From the AP article:

Several environmental groups questioned dozens of the names: “Perry S. Mason” (the fictitious lawyer?), “Michael J. Fox” (the actor?), “Robert C. Byrd” (the senator?), “John C. Grisham” (the lawyer-author?). And then there's the Spice Girl, a.k.a. Geraldine Halliwell: The petition listed “Dr. Geri Halliwell” and “Dr. Halliwell.”

Asked about the pop singer, Robinson said he was duped. The returned petition, one of thousands of mailings he sent out, identified her as having a degree in microbiology and living in Boston. “It's fake,” he said.

“When we're getting thousands of signatures there's no way of filtering out a fake,” Robinson, 56, said in a telephone interview from Oregon.

A May 1, 1998, AP article reported that the petition also bore the signatures of “Drs. '[Maj.] Frank Burns' '[Capt. B.J.] Honeycutt*' and '[Capt. Benjamin Franklin ”Hawkeye"]Pierce'" -- three characters from the hit sitcom M*A*S*H.

A Media Matters for America review of the signatures on the petition revealed that the signatures of these fictitious persons appear to have been removed.

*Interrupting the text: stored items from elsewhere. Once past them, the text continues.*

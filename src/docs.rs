// src/docs.rs

use utoipa::OpenApi;
use utoipa::openapi::security::{Http, HttpAuthScheme, SecurityScheme};
use crate::handlers;
use crate::models;

#[derive(OpenApi)]
#[openapi(
    paths(
        // --- Account ---
        handlers::auth::login,
        handlers::auth::register_morador,
        handlers::auth::register_sindico,
        handlers::auth::register_gestor,
        handlers::auth::register_gestor_api,
        handlers::auth::logout,
        handlers::auth::get_me,

        // --- Properties ---
        handlers::properties::list_properties,
        handlers::properties::get_property,
        handlers::properties::create_property,
        handlers::properties::edit_property,
        handlers::properties::update_status,
        handlers::properties::delete_property,

        // --- Contracts ---
        handlers::contracts::list_contracts,
        handlers::contracts::create_locatario,
        handlers::contracts::create_condomino,
        handlers::contracts::create_funcionario,
        handlers::contracts::contract_details,
        handlers::contracts::edit_contract,
        handlers::contracts::delete_contract,

        // --- Financial ---
        handlers::financial::financial_index,
        handlers::financial::upload_comprovante,
        handlers::documents::boleto_pdf,

        // --- Notice ---
        handlers::notice::notice_index,
        handlers::notice::notice_history,
        handlers::notice::solicitar,
        handlers::notice::iniciar,
        handlers::notice::iniciar_vistoria,
        handlers::notice::checklist,
        handlers::notice::view_checklist,
        handlers::notice::salvar_checklist,
        handlers::notice::upload_photo,
        handlers::notice::concluir_vistoria,
        handlers::notice::get_checklist_items,
        handlers::notice::get_notice_details,
    ),
    components(
        schemas(
            models::ActionResult,

            // --- Auth ---
            models::auth::Role,
            models::auth::User,
            models::auth::RegisterMoradorPayload,
            models::auth::RegisterSindicoPayload,
            models::auth::RegisterGestorPayload,
            models::auth::GestorApiRegistration,
            models::auth::LoginUserPayload,
            models::auth::AuthResponse,
            handlers::auth::RegisteredResponse,

            // --- Properties ---
            models::property::Occupancy,
            models::property::Property,
            models::property::PropertyPayload,
            models::property::UpdateOccupancyPayload,
            models::property::DeletePropertyPayload,
            models::property::PropertyListing,
            models::property::PropertyDetail,
            models::property::PropertyOption,

            // --- Contracts ---
            models::contract::ContractType,
            models::contract::Contract,
            models::contract::ContractListing,
            models::contract::ContractSaved,
            models::contract::ContractPayload,
            models::contract::EditContractPayload,
            models::contract::DeleteContractPayload,
            handlers::contracts::ContractDeleted,

            // --- Financial ---
            models::payment::PaymentStatus,
            models::payment::Payment,
            models::payment::PaymentView,
            models::payment::ChargeRow,
            models::payment::FinancialSummary,
            models::payment::FinancialOverview,
            models::payment::FinancialPage,
            models::payment::ProofUploaded,

            // --- Notice ---
            models::notice::NoticeStatus,
            models::notice::ItemStatus,
            models::notice::Notice,
            models::notice::ChecklistItem,
            models::notice::NoticeFoto,
            models::notice::ChecklistItemUpdate,
            models::notice::IniciarVistoriaPayload,
            models::notice::SolicitarVistoriaPayload,
            models::notice::StartInspectionResponse,
            models::notice::ItemIdsResponse,
            models::notice::ChecklistSaved,
            models::notice::PhotoUploaded,
            models::notice::ItemDetail,
            models::notice::FotoDetail,
            models::notice::NoticeDetails,
            models::notice::NoticeDetailsResponse,
            models::notice::NoticeSummary,
            models::notice::NoticeIndex,
            models::notice::NoticeHistory,
            models::notice::ChecklistView,
        )
    ),
    tags(
        (name = "Account", description = "Autenticação e Cadastro"),
        (name = "Properties", description = "Imóveis do condomínio"),
        (name = "Contracts", description = "Contratos de locatários, condôminos e funcionários"),
        (name = "Financial", description = "Cobranças mensais, comprovantes e boletos"),
        (name = "Notice", description = "Vistorias e checklist")
    ),
    modifiers(&SecurityAddon)
)]
pub struct ApiDoc;

struct SecurityAddon;

impl utoipa::Modify for SecurityAddon {
    fn modify(&self, openapi: &mut utoipa::openapi::OpenApi) {
        let components = openapi.components.get_or_insert_with(Default::default);
        components.add_security_scheme(
            "api_jwt",
            SecurityScheme::Http(
                Http::new(HttpAuthScheme::Bearer)
            ),
        );
    }
}

#[cfg(test)]
mod tests {
    use super::*;

    #[test]
    fn every_route_group_is_documented() {
        let doc = ApiDoc::openapi();
        for path in ["/Account/Login", "/Properties", "/Contracts", "/Financial", "/Notice/UploadPhoto"] {
            assert!(doc.paths.paths.contains_key(path), "rota ausente: {}", path);
        }
    }
}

From the February 9 edition of CBN's The 700 Club:

WEBB: The evangelical leaders who oppose the global warming letter point out that more than 17,000 scientists have signed a statement of their own. It says there is no convincing scientific evidence that greenhouse gases cause global warming. Pat, what do you make of this?

ROBERTSON: Well, I make of the fact that some of the evangelicals are being used by the radical left to further their agenda. And if you look further in the agenda of some of the radical environmentalists, they want to shut America down. They just want to shut our industries down and put people out of work. And if need be, we'll have a long, cold winter where we'll all be freezing. As somebody said, ask the folks in up the Ukraine and in Russia how warm it is this year. I mean, it depends on where you live. But, of course, as evangelicals, we should take care of the environment. Of course, we should look after the streams and forests and wildlife and all these other things. But we should not become captives of a radical environmental group that have [sic] an agenda that's far beyond just helping the environment.

* The Internet Movie Database and the website of actor Mike Farrell, who played this character, spell this name “Hunnicut” and “Hunnicutt,” respectively. Based on the May 1, 1998, AP report, it is not clear which spelling of the name appeared on the petition.